The Impact of the Super PAC This Election Cycle
In reflecting on this election season, some are saying the electoral defeat of the many candidates backed by super PACS - independent billionaire funded outside organizations - turned out to be a bust.
In the Sunday, November 11 edition, the Washington Post claimed that GOP strategist Karl Rove backed many candidates with his brainchild, a behemoth super PAC named American Crossroads. The loss of so many candidates backed by Rove's super PAC proves that "politics has finally passed Rove by." To the contrary, noted Rove, who is quoted as stating "We did good things this year ... but look, it's the way of politics that you're going to have some good years, and you're going to have some bad years."
The Washington Post reports that Rove is considering new missions for Crossroads to begin picking sides in Republican primaries, leaving behind battling only in general elections and battling only Democrats.
"The idea would be to boost the [primary] candidate it deems most electable and avoid nominating the kind of flawed [or] extreme ones who cost the Party what should otherwise have been easy Senate wins in" several states.
The 2012 elections for Crossroads was a "$300 million learning experience." As Rove adds, "we've got to carefully examine ... an after-action report looking at everything with fresh eyes and questioning and figuring out what worked and what didn't work."

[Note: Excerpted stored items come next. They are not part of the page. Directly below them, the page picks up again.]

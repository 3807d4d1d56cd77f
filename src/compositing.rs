use crate::model::{Channel, Rect};
use image::RgbaImage;

/// Write a single-channel pixel buffer into one channel lane of `canvas`
/// within `rect`.
///
/// - `src`: row-major, one byte per pixel, `rect.w * rect.h` bytes
/// - `channel`: the RGBA8 lane receiving the bytes; other lanes are untouched
/// - destination texels outside the canvas are skipped
pub fn blit_channel(canvas: &mut RgbaImage, rect: Rect, channel: Channel, src: &[u8]) {
    let (cw, ch) = canvas.dimensions();
    let lane = channel.index();
    for yy in 0..rect.h {
        for xx in 0..rect.w {
            let dx = rect.x + xx;
            let dy = rect.y + yy;
            if dx < cw && dy < ch {
                let texel = canvas.get_pixel_mut(dx, dy);
                texel.0[lane] = src[(yy as usize) * (rect.w as usize) + (xx as usize)];
            }
        }
    }
}

/// Copy a full-color image into `canvas` with its top-left at `rect`,
/// overwriting all four channel lanes.
///
/// - copies the overlap of `rect` and `src` (whichever is smaller)
/// - destination texels outside the canvas are skipped
pub fn blit_rgba(canvas: &mut RgbaImage, rect: Rect, src: &RgbaImage) {
    let (cw, ch) = canvas.dimensions();
    let (sw, sh) = src.dimensions();
    for yy in 0..rect.h.min(sh) {
        for xx in 0..rect.w.min(sw) {
            let dx = rect.x + xx;
            let dy = rect.y + yy;
            if dx < cw && dy < ch {
                let px = *src.get_pixel(xx, yy);
                canvas.put_pixel(dx, dy, px);
            }
        }
    }
}
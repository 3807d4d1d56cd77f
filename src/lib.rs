//! Incremental texture atlas packer for sprite loading.
//!
//! - Greedy shelf rows across fixed-size square sheets, grown on demand
//! - `Packed` sheets pack all four channel planes as independent sub-atlases; `Indexed` sheets pack one
//! - `place_*` methods copy pixels in and commit the sheet; `allocate` only reserves a region and leaves the writes to the caller
//! - Data model is serde-serializable; sprites refer to sheets by stable id
//!
//! Quick example:
//! ```
//! use sheet_packer::{AtlasPacker, SheetKind, Size};
//!
//! # fn main() -> sheet_packer::Result<()> {
//! let mut packer = AtlasPacker::new(SheetKind::Indexed, 512)?;
//! let pixels = vec![7u8; 24 * 16];
//! let sprite = packer.place(&pixels, Size::new(24, 16))?;
//! assert_eq!((sprite.rect.x, sprite.rect.y), (0, 0));
//! println!("sheet {} channel {:?}", sprite.sheet.index(), sprite.channel);
//! # Ok(()) }
//! ```

pub mod compositing;
pub mod error;
pub mod model;
pub mod packer;
pub mod sheet;

pub use compositing::*;
pub use error::*;
pub use model::*;
pub use packer::*;
pub use sheet::*;

/// Convenience prelude for common types and functions.
/// Importing `sheet_packer::prelude::*` brings the primary APIs into scope.
pub mod prelude {
    pub use crate::compositing::{blit_channel, blit_rgba};
    pub use crate::error::{Result, SheetPackerError};
    pub use crate::model::{
        BlendMode, Channel, PackStats, Rect, SheetId, SheetKind, Size, Sprite, SpriteOffset,
    };
    pub use crate::packer::{AtlasPacker, SheetFactory, SourceFrame};
    pub use crate::sheet::{MemorySheet, PixelSheet, Sheet};
}
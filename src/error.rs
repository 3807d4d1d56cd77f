use thiserror::Error;

#[derive(Debug, Error)]
pub enum SheetPackerError {
    /// The sheet factory refused to allocate another sheet (budget reached).
    #[error("Sheet overflow: {0}")]
    SheetOverflow(String),
    #[error("Invalid input: {0}")]
    InvalidInput(String),
}

pub type Result<T> = std::result::Result<T, SheetPackerError>;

The Sunlight Foundation, which tracks money in politics, notes that only 6 percent of Crossroads money went to winners. By comparison, the Washington Post reports that the Service Employees International Union, "an old war horse of Democratic politics, had a 70 percent victory rate."
Donald Trump even weighed in saying "Congratulations to Karl Rove on blowing $400 million this cycle. Every race Crossroads ran ads in, the Republican lost."
On November 10, the Washington Post reporter Karen Tumulty wrote that Rove is likely to have Crossroads be more active in organizations such as the Republican State Leadership Committee, which has been trying to build a more appealing GOP "farm team" by, among other things, recruiting Hispanics to run for State offices. In addition, there is money being raised to run advertising shoring up congressional Republicans during the upcoming negotiations to avert what has been called the "fiscal cliff."